- [MATERIAL FOR THE TASK]:
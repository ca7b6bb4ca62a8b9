//! Error types for chumon operations.
//!
//! [`ChumonError`] covers everything that aborts an operation outright:
//! bad input, configuration problems, HTTP client construction and
//! workbook persistence. Per-query outcomes that a batch keeps going
//! through are plain values instead, see [`FetchFailure`] and
//! [`Rejection`].
//!
//! # Example
//!
//! ```rust
//! use chumon_core::{ChumonError, Result};
//!
//! fn sheet_name(raw: &str) -> Result<&str> {
//!     if raw.trim().is_empty() {
//!         return Err(ChumonError::ConfigError("sheet name is empty".to_string()));
//!     }
//!     Ok(raw.trim())
//! }
//! # assert!(sheet_name(" ").is_err());
//! ```

use std::path::PathBuf;
use thiserror::Error;

/// Main error type for chumon.
#[derive(Error, Debug)]
pub enum ChumonError {
    /// HTTP client errors from reqwest that are not tied to a single query,
    /// such as failing to build the client.
    #[error("HTTP client error: {0}")]
    HttpError(#[from] reqwest::Error),

    /// A query line or quantity could not be understood.
    #[error("Invalid query: {0}")]
    InvalidQuery(String),

    /// File not found.
    #[error("File not found: {0}")]
    FileNotFound(PathBuf),

    /// Standard I/O errors.
    #[error("I/O error: {0}")]
    Io(#[from] std::io::Error),

    /// Settings file or option errors.
    #[error("Configuration error: {0}")]
    ConfigError(String),

    /// The target workbook is open in another application.
    ///
    /// This is reported separately so the user can close the file and retry
    /// the write with the records that were already extracted.
    #[error("Workbook is locked by another application, close it and retry: {0}")]
    WorkbookLocked(PathBuf),

    /// The workbook could not be read or written.
    #[error("Workbook error: {0}")]
    Workbook(String),
}

/// Result type alias for ChumonError.
pub type Result<T> = std::result::Result<T, ChumonError>;

/// Why a single fetch gave up.
#[derive(Error, Debug, Clone, PartialEq, Eq)]
pub enum FetchFailure {
    /// Every attempt hit a block status or a soft-block marker.
    #[error("blocked by bot protection, login wall or maintenance page")]
    BotBlocked,

    /// A non-success HTTP status that is not treated as a block.
    #[error("unexpected HTTP status {0}")]
    HttpError(u16),

    /// Every attempt timed out.
    #[error("request timed out")]
    Timeout,

    /// Connection-level failure (DNS, TLS, reset).
    #[error("network error: {0}")]
    NetworkError(String),

    /// The response was empty or not HTML.
    #[error("response contained no HTML content")]
    NoContent,
}

/// Why a query produced no record.
#[derive(Error, Debug, Clone, PartialEq, Eq)]
pub enum Rejection {
    /// The URL belongs to none of the supported sites.
    #[error("URL does not belong to a supported site")]
    UnknownSite,

    /// The page could not be retrieved.
    #[error("fetch failed: {0}")]
    FetchFailed(FetchFailure),

    /// The page was reachable but no field could be extracted.
    #[error("page was fetched but no usable product data was found")]
    NoUsableData,
}

impl Rejection {
    /// Hard failures abort a fail-fast batch. Routing misses never do.
    pub fn is_hard(&self) -> bool {
        !matches!(self, Rejection::UnknownSite)
    }
}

- [EXERCISE REQUIREMENTS]: Only the number of lines in the data that hold "attempt" should be stated.

- [EXERCISE ANSWER]: 2